Syros Pharmaceuticals Announces FDA Acceptance Of IND To Advance SY-1425 Into Phase II Clinical Trial

Company On Track to Initiate Study in Mid-2016 in Genomically Defined Subsets of Patients with Acute Myeloid Leukemia and Myelodysplastic Syndrome

CAMBRIDGE, Mass.--(BUSINESS WIRE)--Syros Pharmaceuticals today announced that the U.S. Food and Drug Administration (FDA) accepted the Company’s Investigational New Drug (IND) application to advance its lead drug candidate, SY-1425, a potent and selective retinoic acid receptor alpha (RARa) agonist, into a Phase 2 clinical trial in genomically defined subsets of patients with relapsed or refractory acute myeloid leukemia (AML) and relapsed high-risk myelodysplastic syndrome (MDS) identified through its platform. Syros is on track to initiate the Phase 2 clinical trial in mid-2016.

“We’re delighted to reach this important milestone for patients and for Syros”

“We’re delighted to reach this important milestone for patients and for Syros,” said Nancy Simonian, MD, Chief Executive Officer of Syros. “SY-1425 represents a promising therapeutic approach for subsets of AML and MDS patients with a novel biomarker that we discovered using our proprietary gene control platform, and our goal is to rapidly advance this first-in-class therapy for these currently underserved patients. The achievement of this milestone marks our evolution into a clinical-stage company just three years since our founding. Our progress is a testament to our team and to our pioneering approach of systematically analyzing the non-coding region of the genome to advance a new wave of medicines designed to control the expression of disease-driving genes.”

Using its gene control platform, Syros identified subsets of AML and MDS patients whose tumors have a highly specialized regulatory region of non-coding DNA, known as a super-enhancer, associated with the RARA gene. Syros then identified a biomarker for the RARA-associated super-enhancer, which it found in approximately 25 percent of AML and MDS patient tissue samples. Preclinical studies show the RARA biomarker is predictive of response to treatment with SY-1425 in AML cell lines and patient-derived xenograft (PDX) models of AML. Treatment with SY-1425 was observed to inhibit cancer growth and prolong survival in PDX models of AML with the RARA biomarker but not in models of AML without the biomarker. These data provide meaningful evidence that patients with the RARA biomarker may be promising candidates for treatment with SY-1425 and support further development of SY-1425 in these genomically defined patient populations.

The Phase 2 clinical trial will be a multi-center, open-label trial exploring safety and efficacy in relapsed or refractory AML and relapsed high-risk MDS patients who have been prospectively selected using the Company’s RARA biomarker. The trial is expected to enroll approximately 40 patients. The primary endpoint of the trial will be overall response rate. The trial will also assess pharmacodynamic markers, duration of response, safety and tolerability, survival and biomarker predictability.
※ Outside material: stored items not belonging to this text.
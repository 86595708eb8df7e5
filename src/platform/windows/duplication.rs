use std::mem::size_of;

use anyhow::Context;
use tracing::debug;
use windows::Win32::Foundation::{E_ACCESSDENIED, RECT};
use windows::Win32::Graphics::Direct3D11::{ID3D11Device, ID3D11Texture2D};
use windows::Win32::Graphics::Dxgi::Common::{
    DXGI_MODE_ROTATION, DXGI_MODE_ROTATION_IDENTITY, DXGI_MODE_ROTATION_ROTATE180,
    DXGI_MODE_ROTATION_ROTATE270, DXGI_MODE_ROTATION_ROTATE90,
};
use windows::Win32::Graphics::Dxgi::{
    DXGI_ERROR_ACCESS_LOST, DXGI_ERROR_INVALID_CALL, DXGI_ERROR_MORE_DATA,
    DXGI_ERROR_NOT_CURRENTLY_AVAILABLE, DXGI_ERROR_SESSION_DISCONNECTED, DXGI_ERROR_UNSUPPORTED,
    DXGI_ERROR_WAIT_TIMEOUT, DXGI_OUTDUPL_DESC, DXGI_OUTDUPL_FRAME_INFO, DXGI_OUTDUPL_MOVE_RECT,
    DXGI_OUTDUPL_POINTER_SHAPE_INFO, IDXGIOutput1, IDXGIOutputDuplication, IDXGIResource,
};
use windows::core::Interface;

use crate::backend::{DuplicationOutput, PointerShapeInfo, RawAcquire, Rotation};
use crate::device::RemovedReason;
use crate::error::{CaptureError, CaptureResult};
use crate::frame::FrameInfo;
use crate::region::{MoveRect, Point, Rect};

use super::d3d11::WindowsDevice;
use super::monitor::DxgiOutput;
use super::surface::DuplicatedSurface;

fn rotation(value: DXGI_MODE_ROTATION) -> Rotation {
    match value {
        DXGI_MODE_ROTATION_IDENTITY => Rotation::Identity,
        DXGI_MODE_ROTATION_ROTATE90 => Rotation::Rotate90,
        DXGI_MODE_ROTATION_ROTATE180 => Rotation::Rotate180,
        DXGI_MODE_ROTATION_ROTATE270 => Rotation::Rotate270,
        _ => Rotation::Unspecified,
    }
}

fn frame_info(info: &DXGI_OUTDUPL_FRAME_INFO) -> FrameInfo {
    FrameInfo {
        last_present_time: info.LastPresentTime,
        last_mouse_update_time: info.LastMouseUpdateTime,
        accumulated_frames: info.AccumulatedFrames,
        rects_coalesced: info.RectsCoalesced.as_bool(),
        protected_content_masked_out: info.ProtectedContentMaskedOut.as_bool(),
        pointer_position: Point::new(
            info.PointerPosition.Position.x,
            info.PointerPosition.Position.y,
        ),
        pointer_visible: info.PointerPosition.Visible.as_bool(),
        total_metadata_size: info.TotalMetadataBufferSize,
        pointer_shape_buffer_size: info.PointerShapeBufferSize,
    }
}

fn rect(value: &RECT) -> Rect {
    Rect::new(value.left, value.top, value.right, value.bottom)
}

/// Errors from calls on a held frame.
fn frame_error(error: windows::core::Error, what: &'static str) -> CaptureError {
    match error.code() {
        DXGI_ERROR_ACCESS_LOST => CaptureError::AccessLost,
        DXGI_ERROR_MORE_DATA => CaptureError::BufferOverflow,
        DXGI_ERROR_INVALID_CALL => CaptureError::NoFrame,
        _ => CaptureError::Platform(anyhow::Error::from(error).context(what)),
    }
}

/// `IDXGIOutputDuplication` for one output, bound to the device that
/// created it.
pub struct WindowsDuplication {
    duplication: IDXGIOutputDuplication,
    device: ID3D11Device,
    rotation: Rotation,
    move_scratch: Vec<DXGI_OUTDUPL_MOVE_RECT>,
    dirty_scratch: Vec<RECT>,
}

// SAFETY: same single-owner rule as `WindowsDevice`.
unsafe impl Send for WindowsDuplication {}

impl WindowsDuplication {
    pub(crate) fn new(device: &WindowsDevice, output: &DxgiOutput) -> CaptureResult<Self> {
        let output1: IDXGIOutput1 = output
            .0
            .cast()
            .context("failed to query IDXGIOutput1")
            .map_err(CaptureError::Platform)?;

        let duplication = unsafe { output1.DuplicateOutput(&device.device) }.map_err(|e| {
            match e.code() {
                // The output is held by the secure desktop or another duplication.
                E_ACCESSDENIED
                | DXGI_ERROR_SESSION_DISCONNECTED
                | DXGI_ERROR_NOT_CURRENTLY_AVAILABLE => CaptureError::AccessLost,
                DXGI_ERROR_UNSUPPORTED => CaptureError::BackendUnavailable(
                    "desktop duplication is not supported on this adapter".to_string(),
                ),
                _ => CaptureError::Platform(anyhow::Error::from(e).context("DuplicateOutput failed")),
            }
        })?;

        let mut desc = DXGI_OUTDUPL_DESC::default();
        unsafe { duplication.GetDesc(&mut desc) };
        debug!(
            width = desc.ModeDesc.Width,
            height = desc.ModeDesc.Height,
            system_memory = desc.DesktopImageInSystemMemory.as_bool(),
            "output duplicated"
        );

        Ok(Self {
            duplication,
            device: device.device.clone(),
            rotation: rotation(desc.Rotation),
            move_scratch: Vec::new(),
            dirty_scratch: Vec::new(),
        })
    }
}

impl DuplicationOutput for WindowsDuplication {
    type Surface = DuplicatedSurface;

    fn rotation(&self) -> Rotation {
        self.rotation
    }

    fn acquire_next_frame(
        &mut self,
        timeout_ms: u32,
    ) -> CaptureResult<RawAcquire<DuplicatedSurface>> {
        let mut info = DXGI_OUTDUPL_FRAME_INFO::default();
        let mut resource: Option<IDXGIResource> = None;
        let acquired =
            unsafe { self.duplication.AcquireNextFrame(timeout_ms, &mut info, &mut resource) };
        if let Err(error) = acquired {
            return match error.code() {
                DXGI_ERROR_WAIT_TIMEOUT => Ok(RawAcquire::TimedOut),
                DXGI_ERROR_ACCESS_LOST => Err(CaptureError::AccessLost),
                _ => Err(CaptureError::Platform(
                    anyhow::Error::from(error).context("AcquireNextFrame failed"),
                )),
            };
        }

        let info = frame_info(&info);
        let Some(resource) = resource else {
            return Ok(RawAcquire::Acquired {
                surface: None,
                info,
            });
        };
        match resource.cast::<ID3D11Texture2D>() {
            Ok(texture) => Ok(RawAcquire::Acquired {
                surface: Some(DuplicatedSurface(texture)),
                info,
            }),
            Err(error) => {
                unsafe { self.duplication.ReleaseFrame() }.ok();
                Err(CaptureError::Platform(
                    anyhow::Error::from(error)
                        .context("failed to cast acquired IDXGIResource to ID3D11Texture2D"),
                ))
            }
        }
    }

    fn frame_move_rects(
        &mut self,
        budget_bytes: u32,
        out: &mut Vec<MoveRect>,
    ) -> CaptureResult<()> {
        out.clear();
        let capacity = budget_bytes as usize / size_of::<DXGI_OUTDUPL_MOVE_RECT>();
        if capacity == 0 {
            return Ok(());
        }
        self.move_scratch.clear();
        self.move_scratch
            .resize(capacity, DXGI_OUTDUPL_MOVE_RECT::default());

        let mut required = 0u32;
        unsafe {
            self.duplication.GetFrameMoveRects(
                budget_bytes,
                self.move_scratch.as_mut_ptr(),
                &mut required,
            )
        }
        .map_err(|e| frame_error(e, "GetFrameMoveRects failed"))?;

        let count = (required as usize / size_of::<DXGI_OUTDUPL_MOVE_RECT>()).min(capacity);
        out.extend(self.move_scratch[..count].iter().map(|entry| {
            MoveRect::new(
                Point::new(entry.SourcePoint.x, entry.SourcePoint.y),
                rect(&entry.DestinationRect),
            )
        }));
        Ok(())
    }

    fn frame_dirty_rects(&mut self, budget_bytes: u32, out: &mut Vec<Rect>) -> CaptureResult<()> {
        out.clear();
        let capacity = budget_bytes as usize / size_of::<RECT>();
        if capacity == 0 {
            return Ok(());
        }
        self.dirty_scratch.clear();
        self.dirty_scratch.resize(capacity, RECT::default());

        let mut required = 0u32;
        unsafe {
            self.duplication.GetFrameDirtyRects(
                budget_bytes,
                self.dirty_scratch.as_mut_ptr(),
                &mut required,
            )
        }
        .map_err(|e| frame_error(e, "GetFrameDirtyRects failed"))?;

        let count = (required as usize / size_of::<RECT>()).min(capacity);
        out.extend(self.dirty_scratch[..count].iter().map(rect));
        Ok(())
    }

    fn frame_pointer_shape(&mut self, out: &mut [u8]) -> CaptureResult<PointerShapeInfo> {
        let len = u32::try_from(out.len()).map_err(|_| CaptureError::BufferOverflow)?;
        let mut shape_info = DXGI_OUTDUPL_POINTER_SHAPE_INFO::default();
        let mut required = 0u32;
        unsafe {
            self.duplication.GetFramePointerShape(
                len,
                out.as_mut_ptr().cast(),
                &mut required,
                &mut shape_info,
            )
        }
        .map_err(|e| frame_error(e, "GetFramePointerShape failed"))?;

        Ok(PointerShapeInfo {
            shape_type: shape_info.Type,
            width: shape_info.Width,
            height: shape_info.Height,
            pitch: shape_info.Pitch,
            hotspot: Point::new(shape_info.HotSpot.x, shape_info.HotSpot.y),
        })
    }

    fn release_frame(&mut self) -> CaptureResult<()> {
        unsafe { self.duplication.ReleaseFrame() }.map_err(|e| match e.code() {
            DXGI_ERROR_ACCESS_LOST => CaptureError::AccessLost,
            DXGI_ERROR_INVALID_CALL => CaptureError::InvalidState("no frame to release"),
            _ => CaptureError::Platform(anyhow::Error::from(e).context("ReleaseFrame failed")),
        })
    }

    fn removed_reason(&self) -> RemovedReason {
        super::removed_reason(unsafe { self.device.GetDeviceRemovedReason() })
    }
}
Syros in-licensed SY-1425 to develop and commercialize SY-1425 in North America and Europe for all cancers. SY-1425 is approved in Japan as Amnolake (tamibarotene) to treat a different form of AML known as acute promyelocytic leukemia (APL), in which it has a well-established efficacy and safety profile. Syros continues to research the role of the RARA super-enhancer in other cancers and plans to pursue additional indications upon achieving clinical proof-of-concept in AML and MDS.

About Syros Pharmaceuticals

Syros Pharmaceuticals is pioneering the understanding of the non-coding region of the genome to advance a new wave of medicines that control expression of disease-driving genes. Syros has built a proprietary platform that is designed to systematically and efficiently analyze this unexploited region of DNA in human disease tissue to identify and drug novel targets linked to genomically defined patient populations. Because gene expression is fundamental to the function of all cells, the Company’s gene control platform has broad potential to achieve profound and durable benefit across a range of diseases. Syros is focused on cancer and immune-mediated diseases and is advancing a growing pipeline, including its lead drug candidates SY-1425, a selective RARa agonist for genomically defined subsets of patients identified by its platform, for a range of cancers including acute myeloid leukemia and myelodysplastic syndrome, and SY-1365, a selective CDK7 inhibitor for a range of blood cancers and solid tumors. Led by a team with deep experience in drug discovery, development and commercialization, Syros is located in Cambridge, Mass.